▶ Work item
Copy each entry below exactly.

· · · ·

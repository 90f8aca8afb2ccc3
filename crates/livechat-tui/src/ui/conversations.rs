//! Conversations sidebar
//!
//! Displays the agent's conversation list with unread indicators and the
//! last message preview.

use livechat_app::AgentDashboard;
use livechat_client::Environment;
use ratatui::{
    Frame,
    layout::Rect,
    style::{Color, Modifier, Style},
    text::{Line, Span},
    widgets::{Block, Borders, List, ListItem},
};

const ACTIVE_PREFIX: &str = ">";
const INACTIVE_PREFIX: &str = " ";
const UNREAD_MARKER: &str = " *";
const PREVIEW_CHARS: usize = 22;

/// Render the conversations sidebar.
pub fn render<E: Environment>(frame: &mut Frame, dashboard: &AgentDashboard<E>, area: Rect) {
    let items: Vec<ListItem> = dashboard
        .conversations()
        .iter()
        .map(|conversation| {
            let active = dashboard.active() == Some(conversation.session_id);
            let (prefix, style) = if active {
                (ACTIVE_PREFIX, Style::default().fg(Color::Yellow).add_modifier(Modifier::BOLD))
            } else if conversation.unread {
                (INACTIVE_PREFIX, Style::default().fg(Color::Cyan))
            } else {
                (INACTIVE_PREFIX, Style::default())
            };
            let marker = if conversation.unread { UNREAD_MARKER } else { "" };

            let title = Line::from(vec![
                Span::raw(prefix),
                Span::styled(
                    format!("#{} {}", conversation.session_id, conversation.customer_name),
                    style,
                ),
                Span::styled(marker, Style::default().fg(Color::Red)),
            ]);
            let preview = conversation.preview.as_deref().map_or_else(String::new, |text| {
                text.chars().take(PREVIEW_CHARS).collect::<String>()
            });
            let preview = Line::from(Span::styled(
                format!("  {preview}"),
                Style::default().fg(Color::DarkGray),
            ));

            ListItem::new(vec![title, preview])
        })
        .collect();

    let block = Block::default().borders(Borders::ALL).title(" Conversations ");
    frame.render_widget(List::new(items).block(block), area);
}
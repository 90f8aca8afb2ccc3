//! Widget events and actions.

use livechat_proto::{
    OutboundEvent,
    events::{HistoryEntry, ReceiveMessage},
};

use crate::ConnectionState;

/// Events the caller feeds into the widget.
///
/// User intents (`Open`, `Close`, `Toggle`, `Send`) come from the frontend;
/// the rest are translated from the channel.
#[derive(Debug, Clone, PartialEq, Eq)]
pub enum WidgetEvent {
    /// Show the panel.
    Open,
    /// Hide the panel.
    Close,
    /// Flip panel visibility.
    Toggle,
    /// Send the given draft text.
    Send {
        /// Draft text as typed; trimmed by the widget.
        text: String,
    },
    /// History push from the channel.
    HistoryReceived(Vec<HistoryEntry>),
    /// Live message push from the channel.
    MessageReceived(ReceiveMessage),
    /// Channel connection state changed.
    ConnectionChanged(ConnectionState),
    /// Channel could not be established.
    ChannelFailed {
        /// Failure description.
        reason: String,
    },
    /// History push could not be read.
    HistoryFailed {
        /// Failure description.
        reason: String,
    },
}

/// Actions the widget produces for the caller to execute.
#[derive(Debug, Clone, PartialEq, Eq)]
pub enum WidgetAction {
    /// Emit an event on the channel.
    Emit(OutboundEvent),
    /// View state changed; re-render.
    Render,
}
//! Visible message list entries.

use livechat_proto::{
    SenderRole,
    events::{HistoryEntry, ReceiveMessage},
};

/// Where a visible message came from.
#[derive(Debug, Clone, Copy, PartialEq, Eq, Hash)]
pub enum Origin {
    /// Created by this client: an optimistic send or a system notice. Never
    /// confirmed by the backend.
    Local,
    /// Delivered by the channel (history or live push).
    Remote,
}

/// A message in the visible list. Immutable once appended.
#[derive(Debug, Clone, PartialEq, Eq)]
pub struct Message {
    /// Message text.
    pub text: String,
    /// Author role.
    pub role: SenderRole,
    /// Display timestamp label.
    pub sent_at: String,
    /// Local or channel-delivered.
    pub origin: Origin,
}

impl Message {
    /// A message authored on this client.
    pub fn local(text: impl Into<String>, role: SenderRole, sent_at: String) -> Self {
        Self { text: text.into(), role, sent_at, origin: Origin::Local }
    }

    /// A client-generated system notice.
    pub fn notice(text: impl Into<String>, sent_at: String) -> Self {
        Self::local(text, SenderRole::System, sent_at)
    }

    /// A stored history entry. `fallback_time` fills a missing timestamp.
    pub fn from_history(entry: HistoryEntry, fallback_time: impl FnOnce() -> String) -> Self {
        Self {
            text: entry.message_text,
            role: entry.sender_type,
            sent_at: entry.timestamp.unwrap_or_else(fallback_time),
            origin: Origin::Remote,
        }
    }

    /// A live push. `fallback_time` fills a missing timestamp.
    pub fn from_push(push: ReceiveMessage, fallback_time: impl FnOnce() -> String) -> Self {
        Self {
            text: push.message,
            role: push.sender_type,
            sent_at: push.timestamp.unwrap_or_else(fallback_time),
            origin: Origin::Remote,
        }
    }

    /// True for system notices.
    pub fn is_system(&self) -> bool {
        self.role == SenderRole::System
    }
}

· · · ·

▶ Worked solution
repository 90f8aca8afb2ccc3
filename crates/livechat-tui/src/ui/conversations.rs
//! Conversations sidebar
//!
//! Displays the agent's conversation list with unread indicators and the
//! last message preview.

use livechat_app::AgentDashboard;
use livechat_client::Environment;
use ratatui::{
    Frame,
    layout::Rect,
    style::{Color, Modifier, Style},
    text::{Line, Span},
    widgets::{Block, Borders, List, ListItem},
};

const ACTIVE_PREFIX: &str = ">";
const INACTIVE_PREFIX: &str = " ";
const UNREAD_MARKER: &str = " *";
const PREVIEW_CHARS: usize = 22;

/// Render the conversations sidebar.
pub fn render<E: Environment>(frame: &mut Frame, dashboard: &AgentDashboard<E>, area: Rect) {
    let items: Vec<ListItem> = dashboard
        .conversations()
        .iter()
        .map(|conversation| {
            let active = dashboard.active() == Some(conversation.session_id);
            let (prefix, style) = if active {
                (ACTIVE_PREFIX, Style::default().fg(Color::Yellow).add_modifier(Modifier::BOLD))
            } else if conversation.unread {
                (INACTIVE_PREFIX, Style::default().fg(Color::Cyan))
            } else {
                (INACTIVE_PREFIX, Style::default())
            };
            let marker = if conversation.unread { UNREAD_MARKER } else { "" };

            let title = Line::from(vec![
                Span::raw(prefix),
                Span::styled(
                    format!("#{} {}", conversation.session_id, conversation.customer_name),
                    style,
                ),
                Span::styled(marker, Style::default().fg(Color::Red)),
            ]);
            let preview = conversation.preview.as_deref().map_or_else(String::new, |text| {
                text.chars().take(PREVIEW_CHARS).collect::<String>()
            });
            let preview = Line::from(Span::styled(
                format!("  {preview}"),
                Style::default().fg(Color::DarkGray),
            ));

            ListItem::new(vec![title, preview])
        })
        .collect();

    let block = Block::default().borders(Borders::ALL).title(" Conversations ");
    frame.render_widget(List::new(items).block(block), area);
}
repository 90f8aca8afb2ccc3
//! Widget events and actions.

use livechat_proto::{
    OutboundEvent,
    events::{HistoryEntry, ReceiveMessage},
};

use crate::ConnectionState;

/// Events the caller feeds into the widget.
///
/// User intents (`Open`, `Close`, `Toggle`, `Send`) come from the frontend;
/// the rest are translated from the channel.
#[derive(Debug, Clone, PartialEq, Eq)]
pub enum WidgetEvent {
    /// Show the panel.
    Open,
    /// Hide the panel.
    Close,
    /// Flip panel visibility.
    Toggle,
    /// Send the given draft text.
    Send {
        /// Draft text as typed; trimmed by the widget.
        text: String,
    },
    /// History push from the channel.
    HistoryReceived(Vec<HistoryEntry>),
    /// Live message push from the channel.
    MessageReceived(ReceiveMessage),
    /// Channel connection state changed.
    ConnectionChanged(ConnectionState),
    /// Channel could not be established.
    ChannelFailed {
        /// Failure description.
        reason: String,
    },
    /// History push could not be read.
    HistoryFailed {
        /// Failure description.
        reason: String,
    },
}

/// Actions the widget produces for the caller to execute.
#[derive(Debug, Clone, PartialEq, Eq)]
pub enum WidgetAction {
    /// Emit an event on the channel.
    Emit(OutboundEvent),
    /// View state changed; re-render.
    Render,
}
//! Visible message list entries.

use livechat_proto::{
    SenderRole,
    events::{HistoryEntry, ReceiveMessage},
};

/// Where a visible message came from.
#[derive(Debug, Clone, Copy, PartialEq, Eq, Hash)]
pub enum Origin {
    /// Created by this client: an optimistic send or a system notice. Never
    /// confirmed by the backend.
    Local,
    /// Delivered by the channel (history or live push).
    Remote,
}

/// A message in the visible list. Immutable once appended.
#[derive(Debug, Clone, PartialEq, Eq)]
pub struct Message {
    /// Message text.
    pub text: String,
    /// Author role.
    pub role: SenderRole,
    /// Display timestamp label.
    pub sent_at: String,
    /// Local or channel-delivered.
    pub origin: Origin,
}

impl Message {
    /// A message authored on this client.
    pub fn local(text: impl Into<String>, role: SenderRole, sent_at: String) -> Self {
        Self { text: text.into(), role, sent_at, origin: Origin::Local }
    }

    /// A client-generated system notice.
    pub fn notice(text: impl Into<String>, sent_at: String) -> Self {
        Self::local(text, SenderRole::System, sent_at)
    }

    /// A stored history entry. `fallback_time` fills a missing timestamp.
    pub fn from_history(entry: HistoryEntry, fallback_time: impl FnOnce() -> String) -> Self {
        Self {
            text: entry.message_text,
            role: entry.sender_type,
            sent_at: entry.timestamp.unwrap_or_else(fallback_time),
            origin: Origin::Remote,
        }
    }

    /// A live push. `fallback_time` fills a missing timestamp.
    pub fn from_push(push: ReceiveMessage, fallback_time: impl FnOnce() -> String) -> Self {
        Self {
            text: push.message,
            role: push.sender_type,
            sent_at: push.timestamp.unwrap_or_else(fallback_time),
            origin: Origin::Remote,
        }
    }

    /// True for system notices.
    pub fn is_system(&self) -> bool {
        self.role == SenderRole::System
    }
}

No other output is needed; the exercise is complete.